ところが、このプーアル、とても作業が遅い。
いや、作業ではない。遅いのは、そもそも作業に取り掛かる前段階のLINEの返事が遅いのである。
おはようの返事がおやすみの時間帯に返ってくるぐらいの遅さ。
などという生ぬるいものではない。

年賀状出したのに、暑中見舞いとして返事が返ってくるぐらいの遅さである。かなり大げさに言ってるが。アニメは週に二回ペースでやらないといけないのに、返事が遅いし、電話を嫌がるのだから、仕事にならない。
そこで僕は感情的ではない大人の文章を送った。

【ちょっとペース的に、今日が日曜日で、ちょっと電話打ち合わせをするだけなんですが、それが金曜日ってなると、遅いのは遅いですね。
目指すペース的にはかなり厳しそうですが、今が特別お忙しいのでしょうか?(続く)


別に責めてるわけではなく、ペース的に無理させても意味がないし続かないので聞いておきたいところなんです。】

するとSさんから驚きの答えが返ってきた。
【今が忙しいですね。】
【あと、優先順位が低くなり、避ける時間も少なくなるのも予めおっしゃっておきます。申し訳ございません。

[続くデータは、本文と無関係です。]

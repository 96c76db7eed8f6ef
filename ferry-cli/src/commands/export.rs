//! Export command implementation.

use std::path::PathBuf;
use std::sync::Arc;
use std::time::Duration;

use anyhow::{Context, Result};

use ferry::config::Config;
use ferry::{ExportOptions, Exporter};

use super::{build_policy, build_store, print_report, ConsoleProgress};

pub struct ExportArgs {
    pub config: Config,
    pub source: Option<String>,
    pub dest: PathBuf,
    pub token: Option<String>,
    pub include_containers: Vec<String>,
    pub exclude_containers: Vec<String>,
    pub timeout_secs: Option<u64>,
    pub concurrency: Option<usize>,
    pub no_progress: bool,
}

/// Run the export command.
pub async fn run_export(args: ExportArgs) -> Result<()> {
    let store = build_store(
        &args.config.source,
        args.source,
        args.token,
        args.timeout_secs,
    )?;
    let policy = build_policy(&args.config, args.include_containers, args.exclude_containers);

    let opts = ExportOptions {
        policy,
        concurrency: args.concurrency.unwrap_or(args.config.run.concurrency),
        timeout: args
            .timeout_secs
            .map(Duration::from_secs)
            .unwrap_or_else(|| args.config.source.timeout()),
    };

    let mut exporter = Exporter::new(opts);
    let progress = if args.no_progress {
        None
    } else {
        Some(Arc::new(ConsoleProgress::new("Export:")))
    };
    if let Some(progress) = &progress {
        exporter = exporter.with_progress(progress.clone());
    }

    // first interrupt stops new work; in-flight calls finish or time out
    let cancel = exporter.cancel_token();
    tokio::spawn(async move {
        if tokio::signal::ctrl_c().await.is_ok() {
            eprintln!();
            eprintln!("interrupt received, finishing in-flight work");
            cancel.cancel();
        }
    });

    println!("Exporting into {}", args.dest.display());
    let report = exporter
        .run(&store, &args.dest)
        .await
        .context("export failed")?;

    if let Some(progress) = &progress {
        progress.finish();
    }
    print_report(&report);
    println!("Backup tree written to {}", args.dest.display());

    // individual object failures are reported above, not an exit code
    Ok(())
}
use std::collections::HashMap;
use thiserror::Error;
pub mod decoder;
pub mod encoder;

/**
 * Represents a Bencode value, which is the core data structure for the Bencode encoding format.
 * Bencode is commonly used in BitTorrent protocol for encoding metadata.
 *
 * The enum contains four variants that represent all possible Bencode data types:
 *
 * 1. String(Vec<u8>):
 *    - Represents a byte string in Bencode
 *    - Stored as raw bytes (Vec<u8>) rather than UTF-8 strings
 *    - Example: "4:spam" in Bencode becomes String(b"spam")
 *
 * 2. Integer(i64):
 *    - Represents a 64-bit signed integer
 *    - Bencode integers are prefixed with 'i' and suffixed with 'e'
 *    - Example: "i42e" in Bencode becomes Integer(42)
 *
 * 3. List(Vec<BencodeValue>):
 *    - Represents an ordered sequence of Bencode values
 *    - Lists are prefixed with 'l' and suffixed with 'e'
 *    - Example: "l4:spami42ee" becomes List([String(b"spam"), Integer(42)])
 *
 * 4. Dict(HashMap<Vec<u8>, BencodeValue>):
 *    - Represents a key-value mapping where keys are byte strings
 *    - Dictionaries are prefixed with 'd' and suffixed with 'e'
 *    - Keys must be strings and are stored as Vec<u8>
 *    - Example: "d3:foo3:bare" becomes Dict({b"foo" => String(b"bar")})
 */
#[derive(Debug, PartialEq, Clone)]
pub enum BencodeValue {
    String(Vec<u8>),
    Integer(i64),
    List(Vec<BencodeValue>),
    Dict(HashMap<Vec<u8>, BencodeValue>),
}

/// Custom error type for Bencode operations.
#[derive(Debug, Error)]
pub enum BencodeError {
    #[error("I/O error: {0}")]
    Io(#[from] std::io::Error),

    #[error("Invalid bencode format:{0}")]
    InvalidFormat(String),

    #[error("Invalid integer format")]
    InvalidInteger,

    #[error("Invalid String length")]
    InvalidStringLength,

    #[error("Unexpected end of input")]
    UnexpectedEOI,

    #[error("Cannot encode type")]
    CannotEncodeType(&'static str),

    #[error("Dictionary keys must be strings")]
    DictKeyNotString,

    #[error("dictionary key {key:?} is duplicated or out of order after {previous:?}")]
    StrictKeyViolation { previous: Vec<u8>, key: Vec<u8> },
}

pub type BencodeResult<T> = std::result::Result<T, BencodeError>;
//! `rstc` — a thin CLI front end for the leecher-mode download core.
//!
//! Deliberately minimal: parse a torrent path and an output directory,
//! start a download, print progress, and exit once it's done. Everything
//! interesting lives in the library crate.
use std::path::PathBuf;
use std::time::Duration;

use clap::Parser;
use tracing_subscriber::EnvFilter;

use rs_torrent_client::config::Config;
use rs_torrent_client::download::Download;

#[derive(Parser, Debug)]
#[command(name = "rstc", about = "A leecher-mode BitTorrent client")]
struct Cli {
    /// Path to the .torrent metainfo file.
    torrent_path: PathBuf,

    /// Directory to write the downloaded files into.
    #[arg(short, long, default_value = ".")]
    output_dir: PathBuf,

    /// Local TCP port advertised to trackers.
    #[arg(short, long, default_value_t = 6881)]
    port: u16,
}

#[tokio::main]
async fn main() -> anyhow::Result<()> {
    tracing_subscriber::fmt()
        .with_env_filter(EnvFilter::from_default_env().add_directive("rs_torrent_client=info".parse()?))
        .init();

    let cli = Cli::parse();

    let mut config = Config::default();
    config.listening_port = cli.port;

    let download = Download::start(&cli.torrent_path, &cli.output_dir, config).await?;

    loop {
        tokio::time::sleep(Duration::from_secs(1)).await;
        let progress = download.progress().await;
        tracing::info!(
            pieces_complete = progress.pieces_complete,
            total_pieces = progress.total_pieces,
            bytes_downloaded = progress.bytes_downloaded,
            connected_peers = progress.connected_peers,
            "progress"
        );
        if progress.total_pieces > 0 && progress.pieces_complete == progress.total_pieces {
            break;
        }
        if download.is_done() {
            break;
        }
    }

    download.stop().await;
    Ok(())
}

】

ムキーッ!!なんだと!?プーアルのくせに(笑)!!
そもそも、「おっしゃっておきます」という日本語はなんなんだ!舐めやがって!!
面と向かって「優先順位は低くなります」と僕に言ってしまう失礼さと常識のなさである。

そもそも、あらかじめって言うのは、一番最初に言う言葉だ。
もう打ち合わせして、始まりだしてるのに。。僕は哀しかった。
【わかりました。
では、今やってらっしゃるお仕事を頑張ってください。。】
それが最後のLINE。


Sさん、いやSくん。
そんな仕事のやり方じゃ必ず失敗するよ?
信頼失うよ?
俺がどれだけこのアニメに凄まじい時間を割いてると思ってるんだ。
畑さんに事情を説明し、Sさんは制作メンバーから外れることになった。

畑さんが言うには、このSさんは、最初は暇があると言っていたそうなので、そこらへんからもうおかしいが、早めに人柄が分かったので良しとしよう。
まだ若いし、多少の常識のなさはこれから挽回すればいい。それに、Sさんのおかげで良かったこともあるのだ。